Lead nurturing in SaaS, PaaS, etc - asanwal
http://www.forentrepreneurs.com/buying-cycle-and-triggers

======
asanwal
Any SaaS startups out there who have had success doing what David suggests,
i.e., staying in touch with customers over a period of time to build a trusted
relationship and then turning those folks into paying customers?

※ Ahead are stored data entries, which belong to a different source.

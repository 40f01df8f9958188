//! civitas: command-line front end for the voting-power engine.

use anyhow::Context;
use civitas_governance::{Collaborators, EngineConfig, GovernanceEngine, RemainderPolicy};
use civitas_nullables::{
    NullCache, NullClock, NullDelegationStore, NullHistoryStore, NullLedger, NullParticipation, NullSupply,
};
use civitas_store::ParticipationScore;
use civitas_types::{Address, Clock, StakingPosition, SystemClock, Timestamp, VotingPower};
use civitas_utils::{format_lockup, init_logging, LogFormat};
use clap::Parser;
use serde::{Deserialize, Serialize};
use std::path::{Path, PathBuf};
use std::sync::Arc;

#[derive(Parser)]
#[command(name = "civitas", about = "Stake-weighted DAO voting power engine")]
struct Cli {
    /// Path to a TOML configuration file. Missing fields take their defaults.
    #[arg(long, env = "CIVITAS_CONFIG")]
    config: Option<PathBuf>,

    /// Log level: "trace", "debug", "info", "warn", "error". Overrides the config file.
    #[arg(long, env = "CIVITAS_LOG_LEVEL")]
    log_level: Option<String>,

    /// Log format: "human" or "json". Overrides the config file.
    #[arg(long, env = "CIVITAS_LOG_FORMAT")]
    log_format: Option<String>,

    /// Subcommand.
    #[command(subcommand)]
    command: Command,
}

#[derive(clap::Subcommand)]
enum Command {
    /// Print the effective configuration as TOML.
    Config,

    /// Compute the quorum for a proposal category.
    Quorum {
        #[arg(long)]
        category: String,
        /// Total token supply.
        #[arg(long)]
        supply: u128,
    },

    /// Split an epoch's token budget over participation scores.
    Distribute {
        #[arg(long)]
        epoch: u64,
        /// Token budget for the epoch.
        #[arg(long)]
        tokens: u128,
        /// JSON file with `[{"address": ..., "score": ...}]`.
        #[arg(long)]
        scores: PathBuf,
        /// Override the configured remainder policy: "retain" or "largest_remainder".
        #[arg(long)]
        policy: Option<String>,
    },

    /// Compute an address's voting power over staking positions read from a file.
    Power {
        /// JSON file with `[{"owner", "amount", "start_time", "lockup_period_secs"}]`.
        #[arg(long)]
        positions: PathBuf,
        /// Optional JSON file with `[{"from": ..., "to": ...}]` delegation edges.
        #[arg(long)]
        delegations: Option<PathBuf>,
        #[arg(long)]
        address: String,
        /// Evaluate at this Unix time instead of now.
        #[arg(long)]
        at: Option<u64>,
    },
}

#[derive(Deserialize)]
struct PositionInput {
    owner: String,
    amount: u128,
    start_time: u64,
    lockup_period_secs: u64,
}

#[derive(Deserialize)]
struct DelegationInput {
    from: String,
    to: String,
}

#[derive(Serialize)]
struct PowerReport {
    power: VotingPower,
    can_create_proposal: bool,
    lockups: Vec<String>,
}

fn read_json<T: serde::de::DeserializeOwned>(path: &Path) -> anyhow::Result<T> {
    let contents =
        std::fs::read_to_string(path).with_context(|| format!("reading {}", path.display()))?;
    serde_json::from_str(&contents).with_context(|| format!("parsing {}", path.display()))
}

fn load_config(path: Option<&Path>) -> anyhow::Result<EngineConfig> {
    match path {
        Some(path) => {
            let path_str = path.to_str().context("config path is not valid UTF-8")?;
            EngineConfig::from_toml_file(path_str).with_context(|| format!("loading {}", path.display()))
        }
        None => Ok(EngineConfig::default()),
    }
}

fn in_memory_engine(
    config: EngineConfig,
    clock: Arc<dyn Clock>,
    ledger: Arc<NullLedger>,
    delegations: Arc<NullDelegationStore>,
) -> anyhow::Result<GovernanceEngine> {
    let engine = GovernanceEngine::new(
        config,
        Collaborators {
            stakes: ledger,
            delegations,
            cache: Arc::new(NullCache::new(clock.clone())),
            history: Arc::new(NullHistoryStore::new()),
            supply: Arc::new(NullSupply::new(0)),
            participation: Arc::new(NullParticipation::new()),
            clock,
        },
    )?;
    Ok(engine)
}

#[tokio::main]
async fn main() -> anyhow::Result<()> {
    let cli = Cli::parse();

    let mut config = load_config(cli.config.as_deref())?;
    if let Some(level) = cli.log_level {
        config.log_level = level;
    }
    if let Some(format) = cli.log_format {
        config.log_format = format;
    }
    let format: LogFormat = config.log_format.parse()?;
    init_logging(format, &config.log_level);

    match cli.command {
        Command::Config => {
            print!("{}", config.to_toml_string()?);
        }

        Command::Quorum { category, supply } => {
            let quorum = config.quorum.compute_quorum(&category, supply);
            tracing::info!(%category, bps = config.quorum.bps_for(&category), "quorum computed");
            println!("{quorum}");
        }

        Command::Distribute {
            epoch,
            tokens,
            scores,
            policy,
        } => {
            if let Some(policy) = policy {
                config.remainder_policy = match policy.as_str() {
                    "retain" => RemainderPolicy::Retain,
                    "largest_remainder" | "largest-remainder" => RemainderPolicy::LargestRemainder,
                    other => anyhow::bail!("unknown remainder policy {other:?}"),
                };
            }
            let scores: Vec<ParticipationScore> = read_json(&scores)?;
            let distribution =
                civitas_governance::compute_distribution(epoch, &scores, tokens, config.remainder_policy);
            tracing::info!(
                epoch,
                participants = distribution.allocations.len(),
                remainder = distribution.remainder,
                "distribution computed"
            );
            println!("{}", serde_json::to_string_pretty(&distribution)?);
        }

        Command::Power {
            positions,
            delegations,
            address,
            at,
        } => {
            let address = Address::parse(address)?;
            let clock: Arc<dyn Clock> = match at {
                Some(secs) => Arc::new(NullClock::new(secs)),
                None => Arc::new(SystemClock),
            };
            let now = clock.now();

            let ledger = Arc::new(NullLedger::new());
            let mut lockups = Vec::new();
            for input in read_json::<Vec<PositionInput>>(&positions)? {
                let position = StakingPosition::new(
                    Address::parse(input.owner)?,
                    input.amount,
                    Timestamp::new(input.start_time),
                    input.lockup_period_secs,
                )?;
                if position.owner == address && position.is_active(now) {
                    lockups.push(format_lockup(position.remaining_lockup(now)));
                }
                ledger.add_position(position);
            }

            let store = Arc::new(NullDelegationStore::new());
            let engine = in_memory_engine(config, clock, ledger, store)?;
            if let Some(path) = delegations {
                for edge in read_json::<Vec<DelegationInput>>(&path)? {
                    let (from, to) = (Address::parse(edge.from)?, Address::parse(edge.to)?);
                    engine
                        .delegate(&from, &to)
                        .await
                        .with_context(|| format!("delegating {from} to {to}"))?;
                }
            }

            let report = PowerReport {
                power: engine.compute_voting_power(&address).await,
                can_create_proposal: engine.can_create_proposal(&address).await,
                lockups,
            };
            println!("{}", serde_json::to_string_pretty(&report)?);
        }
    }

    Ok(())
}
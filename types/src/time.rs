//! Timestamps and the clock abstraction.
//!
//! Timestamps are Unix epoch seconds (UTC). Everything that needs "now" takes a
//! [`Clock`] so tests can pin time.

use serde::{Deserialize, Serialize};
use std::fmt;
use std::time::{SystemTime, UNIX_EPOCH};

/// A Unix timestamp in seconds since epoch (UTC).
#[derive(Clone, Copy, Debug, PartialEq, Eq, PartialOrd, Ord, Hash, Serialize, Deserialize)]
pub struct Timestamp(u64);

impl Timestamp {
    /// The epoch (time zero).
    pub const EPOCH: Self = Self(0);

    pub fn new(secs: u64) -> Self {
        Self(secs)
    }

    /// Get the current system time as a `Timestamp`.
    pub fn now() -> Self {
        let secs = SystemTime::now()
            .duration_since(UNIX_EPOCH)
            .expect("system clock before Unix epoch")
            .as_secs();
        Self(secs)
    }

    pub fn as_secs(&self) -> u64 {
        self.0
    }

    /// Seconds elapsed since this timestamp (relative to `now`).
    pub fn elapsed_since(&self, now: Timestamp) -> u64 {
        now.0.saturating_sub(self.0)
    }

    /// Seconds remaining until this timestamp, zero once it has passed.
    pub fn remaining_from(&self, now: Timestamp) -> u64 {
        self.0.saturating_sub(now.0)
    }

    /// Whether this timestamp + duration has passed relative to `now`.
    pub fn has_expired(&self, duration_secs: u64, now: Timestamp) -> bool {
        now.0 >= self.0.saturating_add(duration_secs)
    }

    pub fn checked_add_secs(&self, secs: u64) -> Option<Timestamp> {
        self.0.checked_add(secs).map(Self)
    }
}

impl fmt::Display for Timestamp {
    fn fmt(&self, f: &mut fmt::Formatter<'_>) -> fmt::Result {
        write!(f, "{}s", self.0)
    }
}

/// Source of the current time.
pub trait Clock: Send + Sync {
    fn now(&self) -> Timestamp;
}

/// Wall-clock time.
#[derive(Clone, Copy, Debug, Default)]
pub struct SystemClock;

impl Clock for SystemClock {
    fn now(&self) -> Timestamp {
        Timestamp::now()
    }
}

If yes, what were the specific actions you took that worked to drive
engagement and moved them from consideration to purchase? Emails, newsletters,
phone calls, etc? The more specific the better, i.e., frequency, language, etc
:)

On an unrelated note, for SaaS startups, I highly recommend the blog from
which this article is taken. He has lots of relevant and actionable advice.

------
aymeric
How do you cater for both the Awareness and Purchase phases on your landing
page?

For Awareness, the single goal of your landing page is to ask for email
address in exchange of some freebie.

For Purchase, you want to show testimonials and the call to action will be the
Buy button.

How do you layout both in the same page? Any good live examples I can inspire
mine from?

EDIT: For example this landing page doesn't have the Buy button but ask for an
email address while saying "Try for $1) which mixes both phases in one:
<http://www.trafficgeyser.com/>

------
ThaddeusQuay2
I've decided to go meta: Service as a Service.